◆ Exercise instructions: Which lines in the data below contain the word "index"? Pull each of them out.

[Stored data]
---
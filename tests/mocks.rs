//! Mock component logic and observers shared by the integration tests.

#![allow(dead_code)]

use rusty_board::component::{
    Activation, ComponentDescriptor, ComponentKind, ComponentLogic, Inputs, StateBlob, StepResult,
};
use rusty_board::debug::{Snapshot, TickObserver, Watch};
use rusty_board::engine::{Engine, EngineConfig};
use rusty_board::error::ComponentFault;
use rusty_board::pin::{PinSpec, PinValue, SignalClass};
use rusty_board::types::{ComponentId, Tick};
use std::collections::BTreeMap;
use std::sync::Arc;

/// Source that drives `OUT` from a script, one entry per tick. The last
/// entry repeats once the script runs out.
#[derive(Debug, Clone)]
pub struct ScriptedSource {
    pub width: u8,
    pub script: Vec<PinValue>,
}

impl ScriptedSource {
    pub fn constant(width: u8, value: u64) -> Self {
        ScriptedSource {
            width,
            script: vec![PinValue::Driven(value)],
        }
    }
}

impl ComponentLogic for ScriptedSource {
    fn kind(&self) -> ComponentKind {
        ComponentKind::Custom
    }

    fn pins(&self) -> Vec<PinSpec> {
        vec![PinSpec::output("OUT", self.width, SignalClass::Wire)]
    }

    fn activation(&self) -> Activation {
        Activation::Source
    }

    fn power_on_state(&self) -> StateBlob {
        StateBlob::default()
    }

    fn step(&self, tick: Tick, _inputs: &Inputs, _state: &StateBlob) -> Result<StepResult, ComponentFault> {
        let index = (tick as usize).min(self.script.len().saturating_sub(1));
        let value = self.script.get(index).copied().unwrap_or(PinValue::HighZ);
        Ok(StepResult::hold().drive("OUT", value))
    }
}

/// Combinational `Y = !A`, floating input read as low.
#[derive(Debug, Clone, Copy)]
pub struct MockInverter;

impl ComponentLogic for MockInverter {
    fn kind(&self) -> ComponentKind {
        ComponentKind::Custom
    }

    fn pins(&self) -> Vec<PinSpec> {
        vec![
            PinSpec::input("A", 1, SignalClass::Wire),
            PinSpec::output("Y", 1, SignalClass::Wire),
        ]
    }

    fn activation(&self) -> Activation {
        Activation::Combinational
    }

    fn power_on_state(&self) -> StateBlob {
        StateBlob::default()
    }

    fn step(&self, _tick: Tick, inputs: &Inputs, _state: &StateBlob) -> Result<StepResult, ComponentFault> {
        Ok(StepResult::hold().drive("Y", PinValue::from_bool(!inputs.is_high("A"))))
    }
}

/// Combinational `Y = A`.
#[derive(Debug, Clone, Copy)]
pub struct MockBuffer;

impl ComponentLogic for MockBuffer {
    fn kind(&self) -> ComponentKind {
        ComponentKind::Custom
    }

    fn pins(&self) -> Vec<PinSpec> {
        vec![
            PinSpec::input("A", 8, SignalClass::Wire),
            PinSpec::output("Y", 8, SignalClass::Wire),
        ]
    }

    fn activation(&self) -> Activation {
        Activation::Combinational
    }

    fn power_on_state(&self) -> StateBlob {
        StateBlob::default()
    }

    fn step(&self, _tick: Tick, inputs: &Inputs, _state: &StateBlob) -> Result<StepResult, ComponentFault> {
        Ok(StepResult::hold().drive("Y", inputs.get("A")))
    }
}

/// Counts rising edges of `CLK` and drives the count on `COUNT`. Faults
/// once the count would pass `limit`.
#[derive(Debug, Clone, Copy)]
pub struct MockCounter {
    pub limit: Option<u64>,
}

impl MockCounter {
    pub fn count(state: &StateBlob) -> u64 {
        state.word(0, 8)
    }
}

impl ComponentLogic for MockCounter {
    fn kind(&self) -> ComponentKind {
        ComponentKind::Custom
    }

    fn pins(&self) -> Vec<PinSpec> {
        vec![
            PinSpec::input("CLK", 1, SignalClass::Clock),
            PinSpec::output("COUNT", 8, SignalClass::Data),
        ]
    }

    fn activation(&self) -> Activation {
        Activation::rising("CLK")
    }

    fn power_on_state(&self) -> StateBlob {
        StateBlob::zeroed(8)
    }

    fn power_on_outputs(&self, _state: &StateBlob) -> BTreeMap<String, PinValue> {
        BTreeMap::from([("COUNT".to_string(), PinValue::Driven(0))])
    }

    fn step(&self, _tick: Tick, _inputs: &Inputs, state: &StateBlob) -> Result<StepResult, ComponentFault> {
        let next_count = Self::count(state) + 1;
        if self.limit.is_some_and(|limit| next_count > limit) {
            return Err(ComponentFault::new(format!("counter overflow at {}", next_count)));
        }
        let mut next = state.clone();
        next.set_word(0, 8, next_count);
        Ok(StepResult::hold()
            .drive("COUNT", PinValue::Driven(next_count & 0xFF))
            .with_state(next))
    }
}

/// Keeps every snapshot it is shown. Asks the run to stop at `break_at`.
#[derive(Debug, Default)]
pub struct RecordingObserver {
    pub snapshots: Vec<Arc<Snapshot>>,
    pub resets: usize,
    pub break_at: Option<Tick>,
}

impl RecordingObserver {
    pub fn ticks(&self) -> Vec<Tick> {
        self.snapshots.iter().map(|s| s.tick).collect()
    }
}

impl TickObserver for RecordingObserver {
    fn on_tick(&mut self, snapshot: &Arc<Snapshot>) -> Watch {
        self.snapshots.push(Arc::clone(snapshot));
        match self.break_at {
            Some(tick) if snapshot.tick == tick => Watch::Break(format!("reached tick {}", tick)),
            _ => Watch::Continue,
        }
    }

    fn on_reset(&mut self) {
        self.resets += 1;
        self.snapshots.clear();
    }
}

pub fn add(engine: &mut Engine, name: &str, logic: impl ComponentLogic + 'static) -> ComponentId {
    engine
        .add_component(ComponentDescriptor::new(name, "mock"), Box::new(logic))
        .unwrap()
}

/// A period-2 clock driving a toggle flip-flop.
pub fn toggle_board() -> (Engine, ComponentId, ComponentId) {
    toggle_board_with(EngineConfig::default())
}

pub fn toggle_board_with(config: EngineConfig) -> (Engine, ComponentId, ComponentId) {
    let mut engine = Engine::new(config);
    let clock = engine
        .create_component(ComponentDescriptor::new("CLOCK", "clock").with_property("period", 2))
        .unwrap();
    let ff = engine
        .create_component(ComponentDescriptor::new("FF", "toggle_flip_flop"))
        .unwrap();
    engine.connect_by_name((clock, "CLK"), (ff, "CLK")).unwrap();
    (engine, clock, ff)
}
---
◆ Exercise output:
        let index = (tick as usize).min(self.script.len().saturating_sub(1));
        let value = self.script.get(index).copied().unwrap_or(PinValue::HighZ);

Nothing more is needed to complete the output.